Exercise data:

_ _ _ _

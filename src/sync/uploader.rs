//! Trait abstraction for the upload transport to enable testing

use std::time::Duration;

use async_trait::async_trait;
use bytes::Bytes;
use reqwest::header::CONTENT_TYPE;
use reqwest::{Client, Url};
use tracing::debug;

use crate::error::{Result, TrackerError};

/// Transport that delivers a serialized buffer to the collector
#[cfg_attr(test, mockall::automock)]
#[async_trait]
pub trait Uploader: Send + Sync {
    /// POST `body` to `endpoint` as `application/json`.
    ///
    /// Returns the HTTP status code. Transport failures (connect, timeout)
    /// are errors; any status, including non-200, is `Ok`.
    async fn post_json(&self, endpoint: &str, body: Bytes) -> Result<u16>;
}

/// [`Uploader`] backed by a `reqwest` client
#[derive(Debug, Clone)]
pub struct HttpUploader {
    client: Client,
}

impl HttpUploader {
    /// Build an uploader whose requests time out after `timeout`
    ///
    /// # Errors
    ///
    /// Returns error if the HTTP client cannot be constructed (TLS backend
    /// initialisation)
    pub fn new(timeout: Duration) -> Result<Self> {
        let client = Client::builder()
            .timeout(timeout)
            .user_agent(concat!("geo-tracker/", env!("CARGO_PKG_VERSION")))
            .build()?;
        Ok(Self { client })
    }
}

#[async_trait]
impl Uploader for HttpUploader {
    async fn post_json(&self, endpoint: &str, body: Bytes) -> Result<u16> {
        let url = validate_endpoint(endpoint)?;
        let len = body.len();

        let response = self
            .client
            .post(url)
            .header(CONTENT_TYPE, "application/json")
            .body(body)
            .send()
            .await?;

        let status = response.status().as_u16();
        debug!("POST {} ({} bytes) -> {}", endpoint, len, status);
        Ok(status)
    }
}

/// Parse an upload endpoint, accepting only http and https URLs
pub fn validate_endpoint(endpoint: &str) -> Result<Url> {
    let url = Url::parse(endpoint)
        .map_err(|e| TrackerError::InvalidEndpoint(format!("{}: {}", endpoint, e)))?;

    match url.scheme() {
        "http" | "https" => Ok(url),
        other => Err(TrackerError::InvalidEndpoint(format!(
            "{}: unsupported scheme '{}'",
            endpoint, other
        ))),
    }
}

_ _ _ _

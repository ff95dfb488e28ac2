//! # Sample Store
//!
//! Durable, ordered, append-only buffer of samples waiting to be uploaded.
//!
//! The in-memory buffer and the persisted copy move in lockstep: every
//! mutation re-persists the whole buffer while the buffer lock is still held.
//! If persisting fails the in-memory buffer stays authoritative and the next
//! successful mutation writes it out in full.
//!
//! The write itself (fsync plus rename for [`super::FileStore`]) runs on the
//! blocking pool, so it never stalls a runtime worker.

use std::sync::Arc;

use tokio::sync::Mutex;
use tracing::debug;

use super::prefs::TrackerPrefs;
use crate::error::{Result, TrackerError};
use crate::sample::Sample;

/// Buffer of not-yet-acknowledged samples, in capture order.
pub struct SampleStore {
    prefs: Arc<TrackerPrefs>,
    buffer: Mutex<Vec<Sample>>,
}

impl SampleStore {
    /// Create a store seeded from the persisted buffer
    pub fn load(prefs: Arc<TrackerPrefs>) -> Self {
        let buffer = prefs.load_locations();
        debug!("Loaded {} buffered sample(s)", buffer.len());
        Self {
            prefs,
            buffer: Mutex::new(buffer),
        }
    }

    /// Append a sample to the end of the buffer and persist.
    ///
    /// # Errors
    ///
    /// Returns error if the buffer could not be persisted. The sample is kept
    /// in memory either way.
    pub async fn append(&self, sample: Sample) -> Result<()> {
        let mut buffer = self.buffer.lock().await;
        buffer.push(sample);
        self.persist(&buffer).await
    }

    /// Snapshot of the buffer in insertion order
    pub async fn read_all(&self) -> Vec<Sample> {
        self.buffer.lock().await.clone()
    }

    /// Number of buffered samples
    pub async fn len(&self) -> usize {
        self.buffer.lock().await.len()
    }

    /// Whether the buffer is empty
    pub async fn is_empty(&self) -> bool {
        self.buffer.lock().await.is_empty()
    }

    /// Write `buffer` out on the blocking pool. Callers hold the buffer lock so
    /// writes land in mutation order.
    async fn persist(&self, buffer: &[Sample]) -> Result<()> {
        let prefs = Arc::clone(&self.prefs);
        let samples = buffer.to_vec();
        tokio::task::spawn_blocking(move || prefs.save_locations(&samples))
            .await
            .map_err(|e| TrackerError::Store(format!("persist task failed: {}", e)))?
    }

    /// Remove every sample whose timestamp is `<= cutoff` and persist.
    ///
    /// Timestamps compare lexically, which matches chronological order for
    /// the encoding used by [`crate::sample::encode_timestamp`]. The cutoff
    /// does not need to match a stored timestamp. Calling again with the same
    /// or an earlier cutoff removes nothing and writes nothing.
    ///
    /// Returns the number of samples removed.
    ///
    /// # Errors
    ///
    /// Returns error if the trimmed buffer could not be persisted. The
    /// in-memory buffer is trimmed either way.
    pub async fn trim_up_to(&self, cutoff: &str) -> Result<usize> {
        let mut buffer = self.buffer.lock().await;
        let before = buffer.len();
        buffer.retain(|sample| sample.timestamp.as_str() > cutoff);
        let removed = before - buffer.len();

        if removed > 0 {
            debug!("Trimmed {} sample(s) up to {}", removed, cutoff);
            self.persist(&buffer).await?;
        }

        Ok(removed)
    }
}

_ _ _ _

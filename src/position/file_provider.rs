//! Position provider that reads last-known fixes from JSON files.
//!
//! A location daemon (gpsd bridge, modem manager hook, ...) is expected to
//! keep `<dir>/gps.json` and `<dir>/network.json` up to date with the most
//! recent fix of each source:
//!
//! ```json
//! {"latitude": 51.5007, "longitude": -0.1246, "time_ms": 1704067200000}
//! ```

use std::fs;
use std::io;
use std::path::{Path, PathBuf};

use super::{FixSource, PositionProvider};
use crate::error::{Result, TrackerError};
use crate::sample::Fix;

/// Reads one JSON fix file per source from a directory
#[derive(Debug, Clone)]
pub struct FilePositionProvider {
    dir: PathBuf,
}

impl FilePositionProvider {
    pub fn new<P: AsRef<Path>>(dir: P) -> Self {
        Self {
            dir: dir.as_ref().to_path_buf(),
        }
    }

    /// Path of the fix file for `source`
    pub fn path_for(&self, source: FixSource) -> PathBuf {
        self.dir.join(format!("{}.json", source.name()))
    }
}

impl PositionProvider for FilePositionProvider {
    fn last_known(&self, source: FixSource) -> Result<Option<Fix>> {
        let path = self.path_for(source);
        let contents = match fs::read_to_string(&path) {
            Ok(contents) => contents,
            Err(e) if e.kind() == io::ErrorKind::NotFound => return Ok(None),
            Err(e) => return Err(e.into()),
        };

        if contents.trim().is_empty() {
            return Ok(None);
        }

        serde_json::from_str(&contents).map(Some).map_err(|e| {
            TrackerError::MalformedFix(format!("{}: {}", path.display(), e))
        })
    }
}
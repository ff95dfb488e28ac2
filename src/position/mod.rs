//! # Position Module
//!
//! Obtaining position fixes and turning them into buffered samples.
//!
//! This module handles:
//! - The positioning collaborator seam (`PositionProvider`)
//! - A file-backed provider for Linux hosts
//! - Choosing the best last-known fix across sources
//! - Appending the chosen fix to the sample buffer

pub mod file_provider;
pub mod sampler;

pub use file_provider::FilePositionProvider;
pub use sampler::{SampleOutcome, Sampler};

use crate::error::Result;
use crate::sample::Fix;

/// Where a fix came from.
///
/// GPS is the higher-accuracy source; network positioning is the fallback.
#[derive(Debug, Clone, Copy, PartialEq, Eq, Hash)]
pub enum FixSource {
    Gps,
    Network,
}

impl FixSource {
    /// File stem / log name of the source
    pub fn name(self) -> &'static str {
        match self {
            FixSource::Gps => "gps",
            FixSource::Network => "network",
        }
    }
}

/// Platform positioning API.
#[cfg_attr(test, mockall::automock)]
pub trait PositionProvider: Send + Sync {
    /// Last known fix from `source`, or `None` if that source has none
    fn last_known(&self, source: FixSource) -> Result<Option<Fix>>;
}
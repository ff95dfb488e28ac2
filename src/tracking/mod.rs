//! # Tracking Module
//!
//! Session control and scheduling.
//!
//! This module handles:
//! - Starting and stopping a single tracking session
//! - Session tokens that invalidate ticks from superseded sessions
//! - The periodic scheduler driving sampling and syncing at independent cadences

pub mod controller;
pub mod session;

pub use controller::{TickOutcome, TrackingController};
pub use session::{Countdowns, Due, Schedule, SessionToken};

_ _ _ _

Within the listing above, give again exactly every line from the line with "filename src/sync/uploader.rs" through the line with "failures (connect, timeout)", both included, and no other line.

Response to this exercise:
filename src/sync/uploader.rs
//! Trait abstraction for the upload transport to enable testing

use std::time::Duration;

use async_trait::async_trait;
use bytes::Bytes;
use reqwest::header::CONTENT_TYPE;
use reqwest::{Client, Url};
use tracing::debug;

use crate::error::{Result, TrackerError};

/// Transport that delivers a serialized buffer to the collector
#[cfg_attr(test, mockall::automock)]
#[async_trait]
pub trait Uploader: Send + Sync {
    /// POST `body` to `endpoint` as `application/json`.
    ///
    /// Returns the HTTP status code. Transport failures (connect, timeout)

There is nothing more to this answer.